Conclusion & implications
This landmark publication demonstrates both the strengths and limitations of the CDC’s largest active COVID-19 vaccine surveillance program. The data support previous observations that transient post-vaccination reactogenicity was common while emergency medical care was reported infrequently, yet with the numbers involved, noticeable regardless within the V-safe population.
At the same time, the study’s voluntary enrollment, demographic imbalance, dramatic participant attrition and inability to establish causality underscore why V-safe should be viewed as one component of vaccine pharmacovigilance rather than definitive evidence regarding long-term vaccine safety.
For future pandemic responses, the study offers an important lesson: digital active surveillance can rapidly collect real-world safety information from millions of participants, but maintaining representative participation over time remains essential if such systems are to provide robust evidence beyond the immediate post-vaccination period.
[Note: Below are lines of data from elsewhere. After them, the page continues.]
// Copyright (c) 2025-2026 Adrian Robinson. Licensed under the AGPL-3.0.
// See LICENSE file in the project root for full license text.

//! Metrics instrumentation for sync-bridge.
//!
//! Uses the `metrics` crate for backend-agnostic metrics collection.
//! The embedding process is responsible for choosing the exporter (Prometheus, OTEL, etc.)
//!
//! # Metric Naming Convention
//! - `sync_bridge_` prefix for all metrics
//! - `_total` suffix for counters
//! - `_seconds` suffix for duration histograms
//! - `_bytes` suffix for size histograms
//!
//! # Labels
//! - `direction`: a_to_b, b_to_a
//! - `mode`: full, incremental
//! - `outcome`: applied, stale, conflict, failed (writes); ok, failed, cancelled (passes)

use metrics::{counter, gauge, histogram};
use std::time::{Duration, Instant};

/// Record the outcome of one conditional write
pub fn record_write_outcome(direction: &'static str, outcome: &'static str) {
    counter!(
        "sync_bridge_writes_total",
        "direction" => direction,
        "outcome" => outcome
    )
    .increment(1);
}

/// Record batch size
pub fn record_batch_size(direction: &'static str, count: usize) {
    histogram!(
        "sync_bridge_batch_size",
        "direction" => direction
    )
    .record(count as f64);
}

/// Record batch bytes
pub fn record_batch_bytes(direction: &'static str, bytes: usize) {
    histogram!(
        "sync_bridge_batch_bytes",
        "direction" => direction
    )
    .record(bytes as f64);
}

/// Record operation latency
pub fn record_latency(direction: &'static str, operation: &'static str, duration: Duration) {
    histogram!(
        "sync_bridge_operation_seconds",
        "direction" => direction,
        "operation" => operation
    )
    .record(duration.as_secs_f64());
}

/// Record a finished pass
pub fn record_pass(direction: &'static str, mode: &'static str, outcome: &'static str, duration: Duration) {
    counter!(
        "sync_bridge_passes_total",
        "direction" => direction,
        "mode" => mode,
        "outcome" => outcome
    )
    .increment(1);
    histogram!(
        "sync_bridge_pass_seconds",
        "direction" => direction,
        "mode" => mode
    )
    .record(duration.as_secs_f64());
}

/// Record records skipped as malformed
pub fn record_malformed(direction: &'static str, count: usize) {
    if count == 0 {
        return;
    }
    counter!(
        "sync_bridge_malformed_records_total",
        "direction" => direction
    )
    .increment(count as u64);
}

/// Record change-log entries read and what they collapsed to
pub fn record_changes_read(direction: &'static str, entries: usize, collapsed: usize) {
    counter!("sync_bridge_changelog_entries_total", "direction" => direction).increment(entries as u64);
    counter!("sync_bridge_changelog_collapsed_total", "direction" => direction).increment(collapsed as u64);
}

/// Record a change-log gap that forced a full pass
pub fn record_changelog_gap(direction: &'static str) {
    counter!(
        "sync_bridge_changelog_gaps_total",
        "direction" => direction
    )
    .increment(1);
}

/// Record a store call that failed after retries
pub fn record_store_error(store: &str, operation: &'static str) {
    counter!(
        "sync_bridge_store_errors_total",
        "store" => store.to_string(),
        "operation" => operation
    )
    .increment(1);
}

/// Set pipeline state (0 = Idle, 1 = Scanning, 2 = Flushing, 3 = Checkpointing, 4 = Failed)
pub fn set_pipeline_state(direction: &'static str, worker: u32, state: u8) {
    gauge!(
        "sync_bridge_pipeline_state",
        "direction" => direction,
        "worker" => worker.to_string()
    )
    .set(f64::from(state));
}

/// Set the lowest checkpoint a pipeline holds (epoch millis)
pub fn set_checkpoint(direction: &'static str, worker: u32, timestamp_ms: i64) {
    gauge!(
        "sync_bridge_checkpoint_timestamp_ms",
        "direction" => direction,
        "worker" => worker.to_string()
    )
    .set(timestamp_ms as f64);
}

/// A timing guard that records latency on drop
pub struct LatencyTimer {
    direction: &'static str,
    operation: &'static str,
    start: Instant,
}

impl LatencyTimer {
    /// Start a new latency timer
    pub fn new(direction: &'static str, operation: &'static str) -> Self {
        Self {
            direction,
            operation,
            start: Instant::now(),
        }
    }
}

impl Drop for LatencyTimer {
    fn drop(&mut self) {
        record_latency(self.direction, self.operation, self.start.elapsed());
    }
}

/// Convenience macro for timing operations
#[macro_export]
macro_rules! time_operation {
    ($direction:expr, $op:expr) => {
        $crate::metrics::LatencyTimer::new($direction, $op)
    };
}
In summary, this study provides moderate-strength descriptive evidence regarding short-term post-vaccination experiences among millions of V-safe participants. It should not be interpreted as establishing either the absence or presence of rare or long-term vaccine-related adverse effects, questions that require different epidemiologic designs and complementary surveillance systems.
TrialSite Evidence Strength Indicator (ESI 2.0)
- Methodological Rigor & Risk of Bias: 6.0/10
- Exceptionally large surveillance dataset but fundamentally limited by voluntary enrollment, self-reporting, attrition, and lack of controls.
- Consistency & Effect Size: 8.5/10
- Findings are internally consistent and generally align with previous CDC reports and international active surveillance systems.
- External Validity & Applicability: 5.5/10
- Limited by demographic imbalance, convenience sampling, and declining participation over time.
- Human Consequence Index: 8.0/10
- Innovative public engagement in active vaccine safety monitoring, though digital access requirements may have excluded some populations.
- Pluralism Index: 7.0/10
- Authors transparently discuss limitations, but reported outcomes were not independently adjudicated within the surveillance system.
- Transparency & Disclosure: 8.5/10
- Methods, supplementary analyses, and principal limitations are clearly disclosed.
- Summary (Weighted View): 7.1/10 (71%)
- Strong descriptive surveillance evidence for short-term reactogenicity, but substantial methodological constraints limit causal inference and estimation of rare adverse event incidence.